### Task input
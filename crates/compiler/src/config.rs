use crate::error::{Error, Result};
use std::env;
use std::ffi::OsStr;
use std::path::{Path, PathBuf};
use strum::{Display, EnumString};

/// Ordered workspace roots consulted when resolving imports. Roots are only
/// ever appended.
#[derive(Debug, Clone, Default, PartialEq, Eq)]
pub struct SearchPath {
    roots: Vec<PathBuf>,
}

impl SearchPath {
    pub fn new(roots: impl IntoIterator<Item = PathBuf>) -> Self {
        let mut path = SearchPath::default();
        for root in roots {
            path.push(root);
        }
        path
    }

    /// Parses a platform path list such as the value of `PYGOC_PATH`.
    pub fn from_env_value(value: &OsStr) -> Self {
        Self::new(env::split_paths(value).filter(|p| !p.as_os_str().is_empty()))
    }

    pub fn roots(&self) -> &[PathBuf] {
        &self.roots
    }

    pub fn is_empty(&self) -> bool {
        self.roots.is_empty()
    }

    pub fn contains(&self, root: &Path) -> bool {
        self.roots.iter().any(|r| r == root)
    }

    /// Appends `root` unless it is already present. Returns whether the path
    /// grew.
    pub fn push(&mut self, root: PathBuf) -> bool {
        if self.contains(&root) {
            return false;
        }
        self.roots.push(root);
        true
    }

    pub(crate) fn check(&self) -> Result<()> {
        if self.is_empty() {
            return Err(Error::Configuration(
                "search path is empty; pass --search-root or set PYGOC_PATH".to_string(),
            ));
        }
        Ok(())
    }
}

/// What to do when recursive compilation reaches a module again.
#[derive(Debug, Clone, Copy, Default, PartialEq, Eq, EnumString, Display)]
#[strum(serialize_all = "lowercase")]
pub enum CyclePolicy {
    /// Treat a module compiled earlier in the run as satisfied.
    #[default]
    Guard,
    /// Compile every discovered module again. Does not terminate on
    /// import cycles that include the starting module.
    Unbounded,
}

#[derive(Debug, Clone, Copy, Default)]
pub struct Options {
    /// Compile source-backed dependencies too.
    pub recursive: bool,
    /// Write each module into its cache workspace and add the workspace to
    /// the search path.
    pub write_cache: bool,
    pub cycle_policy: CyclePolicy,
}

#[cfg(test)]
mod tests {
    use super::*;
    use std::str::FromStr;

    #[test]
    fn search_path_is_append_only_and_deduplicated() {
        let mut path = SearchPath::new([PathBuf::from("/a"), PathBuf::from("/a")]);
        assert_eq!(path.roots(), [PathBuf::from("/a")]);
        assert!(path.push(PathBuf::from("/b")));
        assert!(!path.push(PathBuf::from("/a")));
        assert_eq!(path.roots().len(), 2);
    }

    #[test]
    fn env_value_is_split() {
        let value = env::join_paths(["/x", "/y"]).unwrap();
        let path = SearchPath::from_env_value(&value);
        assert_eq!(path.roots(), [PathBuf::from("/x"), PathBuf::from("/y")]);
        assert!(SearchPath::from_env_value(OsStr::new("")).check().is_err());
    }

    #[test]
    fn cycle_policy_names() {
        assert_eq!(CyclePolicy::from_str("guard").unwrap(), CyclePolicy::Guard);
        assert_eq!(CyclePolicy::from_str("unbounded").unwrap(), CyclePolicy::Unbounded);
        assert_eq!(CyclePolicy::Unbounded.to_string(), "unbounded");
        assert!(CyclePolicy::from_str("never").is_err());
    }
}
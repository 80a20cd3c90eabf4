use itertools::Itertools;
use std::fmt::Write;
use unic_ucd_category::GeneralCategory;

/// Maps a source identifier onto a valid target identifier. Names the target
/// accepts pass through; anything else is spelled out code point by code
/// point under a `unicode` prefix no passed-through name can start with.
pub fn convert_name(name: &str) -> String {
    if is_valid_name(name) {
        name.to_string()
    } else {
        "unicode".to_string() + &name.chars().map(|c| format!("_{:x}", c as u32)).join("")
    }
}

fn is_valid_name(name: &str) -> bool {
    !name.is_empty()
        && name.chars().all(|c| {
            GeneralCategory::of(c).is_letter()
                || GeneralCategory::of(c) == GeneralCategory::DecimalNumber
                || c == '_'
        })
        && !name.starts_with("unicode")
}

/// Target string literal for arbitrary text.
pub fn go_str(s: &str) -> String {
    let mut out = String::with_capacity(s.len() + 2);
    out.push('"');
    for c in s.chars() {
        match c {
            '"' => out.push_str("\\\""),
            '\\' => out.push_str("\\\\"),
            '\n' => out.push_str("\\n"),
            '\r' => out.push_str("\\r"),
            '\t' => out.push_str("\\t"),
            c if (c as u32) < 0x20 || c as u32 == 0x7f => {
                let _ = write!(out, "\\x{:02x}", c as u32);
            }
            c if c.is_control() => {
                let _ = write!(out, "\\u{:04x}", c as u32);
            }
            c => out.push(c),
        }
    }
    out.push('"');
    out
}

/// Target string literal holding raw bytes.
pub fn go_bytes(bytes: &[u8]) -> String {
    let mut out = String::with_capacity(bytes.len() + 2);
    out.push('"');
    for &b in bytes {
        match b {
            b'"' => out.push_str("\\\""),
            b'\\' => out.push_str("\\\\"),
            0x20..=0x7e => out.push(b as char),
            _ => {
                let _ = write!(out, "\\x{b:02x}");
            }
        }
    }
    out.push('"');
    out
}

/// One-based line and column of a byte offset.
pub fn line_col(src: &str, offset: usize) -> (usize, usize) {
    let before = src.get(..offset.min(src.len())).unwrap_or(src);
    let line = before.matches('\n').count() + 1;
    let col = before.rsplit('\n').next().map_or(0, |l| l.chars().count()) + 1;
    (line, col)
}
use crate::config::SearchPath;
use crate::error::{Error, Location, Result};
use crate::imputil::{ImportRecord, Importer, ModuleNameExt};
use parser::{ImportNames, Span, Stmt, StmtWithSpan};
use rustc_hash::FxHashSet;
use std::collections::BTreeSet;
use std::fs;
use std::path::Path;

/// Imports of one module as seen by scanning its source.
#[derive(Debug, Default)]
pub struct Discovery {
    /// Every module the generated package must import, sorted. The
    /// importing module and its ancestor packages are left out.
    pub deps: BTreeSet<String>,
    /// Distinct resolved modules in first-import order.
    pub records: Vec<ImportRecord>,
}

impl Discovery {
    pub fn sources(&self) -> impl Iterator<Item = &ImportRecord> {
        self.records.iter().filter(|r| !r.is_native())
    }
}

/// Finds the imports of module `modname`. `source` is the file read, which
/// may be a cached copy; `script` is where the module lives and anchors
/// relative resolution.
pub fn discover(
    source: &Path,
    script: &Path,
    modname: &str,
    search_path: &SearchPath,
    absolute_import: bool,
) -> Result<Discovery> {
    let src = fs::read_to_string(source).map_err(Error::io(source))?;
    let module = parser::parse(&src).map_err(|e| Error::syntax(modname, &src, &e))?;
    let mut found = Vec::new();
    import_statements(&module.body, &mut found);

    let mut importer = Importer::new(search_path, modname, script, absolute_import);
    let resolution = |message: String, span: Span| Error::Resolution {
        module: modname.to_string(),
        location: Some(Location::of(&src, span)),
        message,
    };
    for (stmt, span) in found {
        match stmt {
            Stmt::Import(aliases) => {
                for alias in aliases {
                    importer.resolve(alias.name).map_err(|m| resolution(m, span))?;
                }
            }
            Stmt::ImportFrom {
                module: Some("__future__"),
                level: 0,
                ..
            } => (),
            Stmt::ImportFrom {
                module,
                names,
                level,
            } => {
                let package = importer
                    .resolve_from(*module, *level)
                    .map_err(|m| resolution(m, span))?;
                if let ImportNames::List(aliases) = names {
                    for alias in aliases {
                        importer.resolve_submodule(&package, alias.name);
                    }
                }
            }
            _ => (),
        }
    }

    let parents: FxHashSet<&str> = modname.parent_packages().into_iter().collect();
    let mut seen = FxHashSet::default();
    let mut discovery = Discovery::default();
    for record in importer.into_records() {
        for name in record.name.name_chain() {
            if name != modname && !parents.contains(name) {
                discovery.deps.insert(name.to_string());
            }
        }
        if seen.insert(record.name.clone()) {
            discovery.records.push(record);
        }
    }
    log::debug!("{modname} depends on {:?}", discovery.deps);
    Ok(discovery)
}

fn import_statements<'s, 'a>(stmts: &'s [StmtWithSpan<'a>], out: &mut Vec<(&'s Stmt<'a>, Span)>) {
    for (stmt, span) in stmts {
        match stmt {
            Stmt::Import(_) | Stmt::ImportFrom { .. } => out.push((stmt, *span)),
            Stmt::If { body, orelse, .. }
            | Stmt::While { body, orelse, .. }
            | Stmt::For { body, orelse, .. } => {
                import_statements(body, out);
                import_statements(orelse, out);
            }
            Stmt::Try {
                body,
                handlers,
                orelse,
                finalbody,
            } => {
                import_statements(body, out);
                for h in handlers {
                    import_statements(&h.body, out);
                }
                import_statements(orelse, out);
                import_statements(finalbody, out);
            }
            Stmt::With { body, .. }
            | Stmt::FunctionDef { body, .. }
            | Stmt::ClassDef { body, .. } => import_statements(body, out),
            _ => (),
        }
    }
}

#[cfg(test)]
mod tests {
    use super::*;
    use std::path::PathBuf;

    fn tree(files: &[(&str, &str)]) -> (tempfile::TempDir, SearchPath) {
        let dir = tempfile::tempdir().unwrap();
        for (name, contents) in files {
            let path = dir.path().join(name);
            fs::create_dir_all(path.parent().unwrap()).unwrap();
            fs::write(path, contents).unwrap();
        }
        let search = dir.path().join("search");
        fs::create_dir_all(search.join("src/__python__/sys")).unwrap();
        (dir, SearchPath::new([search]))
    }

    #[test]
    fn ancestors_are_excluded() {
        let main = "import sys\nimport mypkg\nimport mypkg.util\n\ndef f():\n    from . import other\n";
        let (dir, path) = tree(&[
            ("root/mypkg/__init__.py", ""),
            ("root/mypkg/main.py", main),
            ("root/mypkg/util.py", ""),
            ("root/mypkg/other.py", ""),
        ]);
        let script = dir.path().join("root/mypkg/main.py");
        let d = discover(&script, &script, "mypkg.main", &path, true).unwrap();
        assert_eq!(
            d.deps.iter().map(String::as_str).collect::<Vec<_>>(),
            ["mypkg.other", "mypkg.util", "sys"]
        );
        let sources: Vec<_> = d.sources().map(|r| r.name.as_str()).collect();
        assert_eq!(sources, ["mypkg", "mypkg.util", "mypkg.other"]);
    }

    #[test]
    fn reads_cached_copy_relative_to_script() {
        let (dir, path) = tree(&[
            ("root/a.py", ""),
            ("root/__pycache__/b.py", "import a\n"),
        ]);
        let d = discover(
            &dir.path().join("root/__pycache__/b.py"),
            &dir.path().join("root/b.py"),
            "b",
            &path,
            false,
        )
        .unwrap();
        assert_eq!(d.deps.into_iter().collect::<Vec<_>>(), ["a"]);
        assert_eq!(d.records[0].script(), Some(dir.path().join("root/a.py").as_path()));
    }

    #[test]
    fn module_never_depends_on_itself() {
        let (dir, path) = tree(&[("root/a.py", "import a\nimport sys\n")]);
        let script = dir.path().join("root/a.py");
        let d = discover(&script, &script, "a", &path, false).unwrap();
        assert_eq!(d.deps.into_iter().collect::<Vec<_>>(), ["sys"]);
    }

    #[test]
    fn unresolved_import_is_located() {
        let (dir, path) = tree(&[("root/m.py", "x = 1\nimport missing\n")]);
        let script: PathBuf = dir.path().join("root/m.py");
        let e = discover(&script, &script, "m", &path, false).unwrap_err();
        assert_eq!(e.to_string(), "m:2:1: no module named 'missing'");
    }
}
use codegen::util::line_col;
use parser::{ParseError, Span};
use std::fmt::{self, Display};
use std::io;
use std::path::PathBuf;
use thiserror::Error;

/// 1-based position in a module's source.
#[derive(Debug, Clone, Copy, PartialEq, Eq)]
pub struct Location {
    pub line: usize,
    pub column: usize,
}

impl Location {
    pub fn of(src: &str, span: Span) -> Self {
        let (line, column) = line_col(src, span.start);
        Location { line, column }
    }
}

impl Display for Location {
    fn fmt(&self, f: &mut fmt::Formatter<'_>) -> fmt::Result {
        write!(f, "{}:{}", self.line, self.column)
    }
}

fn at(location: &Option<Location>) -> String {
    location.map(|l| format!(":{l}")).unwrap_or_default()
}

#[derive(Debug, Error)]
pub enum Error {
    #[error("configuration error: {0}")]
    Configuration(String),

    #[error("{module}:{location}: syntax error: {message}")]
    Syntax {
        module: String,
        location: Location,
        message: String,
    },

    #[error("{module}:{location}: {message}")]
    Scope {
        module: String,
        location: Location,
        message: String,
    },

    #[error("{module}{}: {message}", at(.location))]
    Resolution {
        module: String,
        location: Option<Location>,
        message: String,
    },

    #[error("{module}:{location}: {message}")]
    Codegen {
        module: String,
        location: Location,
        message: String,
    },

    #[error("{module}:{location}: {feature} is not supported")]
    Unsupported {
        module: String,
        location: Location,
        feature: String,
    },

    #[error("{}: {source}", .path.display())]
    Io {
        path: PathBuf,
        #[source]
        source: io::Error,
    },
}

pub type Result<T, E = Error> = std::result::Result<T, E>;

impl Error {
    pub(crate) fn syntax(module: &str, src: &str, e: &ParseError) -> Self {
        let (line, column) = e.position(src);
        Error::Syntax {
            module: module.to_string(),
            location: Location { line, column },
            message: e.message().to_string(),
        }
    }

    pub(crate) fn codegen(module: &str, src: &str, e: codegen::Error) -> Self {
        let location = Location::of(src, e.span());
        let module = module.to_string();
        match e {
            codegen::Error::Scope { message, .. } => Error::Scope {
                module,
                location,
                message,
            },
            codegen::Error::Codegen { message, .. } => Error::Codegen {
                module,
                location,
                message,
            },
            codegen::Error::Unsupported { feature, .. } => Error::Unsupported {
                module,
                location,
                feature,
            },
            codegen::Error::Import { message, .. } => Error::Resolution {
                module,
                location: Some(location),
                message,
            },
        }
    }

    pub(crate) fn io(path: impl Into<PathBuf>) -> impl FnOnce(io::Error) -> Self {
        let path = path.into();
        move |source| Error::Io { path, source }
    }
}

### About this exercise
Copy every line of the data above, beginning with the first and ending with the line that contains "not terminate on", and give nothing more.

### Output
filename crates/compiler/src/config.rs
use crate::error::{Error, Result};
use std::env;
use std::ffi::OsStr;
use std::path::{Path, PathBuf};
use strum::{Display, EnumString};

/// Ordered workspace roots consulted when resolving imports. Roots are only
/// ever appended.
#[derive(Debug, Clone, Default, PartialEq, Eq)]
pub struct SearchPath {
    roots: Vec<PathBuf>,
}

impl SearchPath {
    pub fn new(roots: impl IntoIterator<Item = PathBuf>) -> Self {
        let mut path = SearchPath::default();
        for root in roots {
            path.push(root);
        }
        path
    }

    /// Parses a platform path list such as the value of `PYGOC_PATH`.
    pub fn from_env_value(value: &OsStr) -> Self {
        Self::new(env::split_paths(value).filter(|p| !p.as_os_str().is_empty()))
    }

    pub fn roots(&self) -> &[PathBuf] {
        &self.roots
    }

    pub fn is_empty(&self) -> bool {
        self.roots.is_empty()
    }

    pub fn contains(&self, root: &Path) -> bool {
        self.roots.iter().any(|r| r == root)
    }

    /// Appends `root` unless it is already present. Returns whether the path
    /// grew.
    pub fn push(&mut self, root: PathBuf) -> bool {
        if self.contains(&root) {
            return false;
        }
        self.roots.push(root);
        true
    }

    pub(crate) fn check(&self) -> Result<()> {
        if self.is_empty() {
            return Err(Error::Configuration(
                "search path is empty; pass --search-root or set PYGOC_PATH".to_string(),
            ));
        }
        Ok(())
    }
}

/// What to do when recursive compilation reaches a module again.
#[derive(Debug, Clone, Copy, Default, PartialEq, Eq, EnumString, Display)]
#[strum(serialize_all = "lowercase")]
pub enum CyclePolicy {
    /// Treat a module compiled earlier in the run as satisfied.
    #[default]
    Guard,
    /// Compile every discovered module again. Does not terminate on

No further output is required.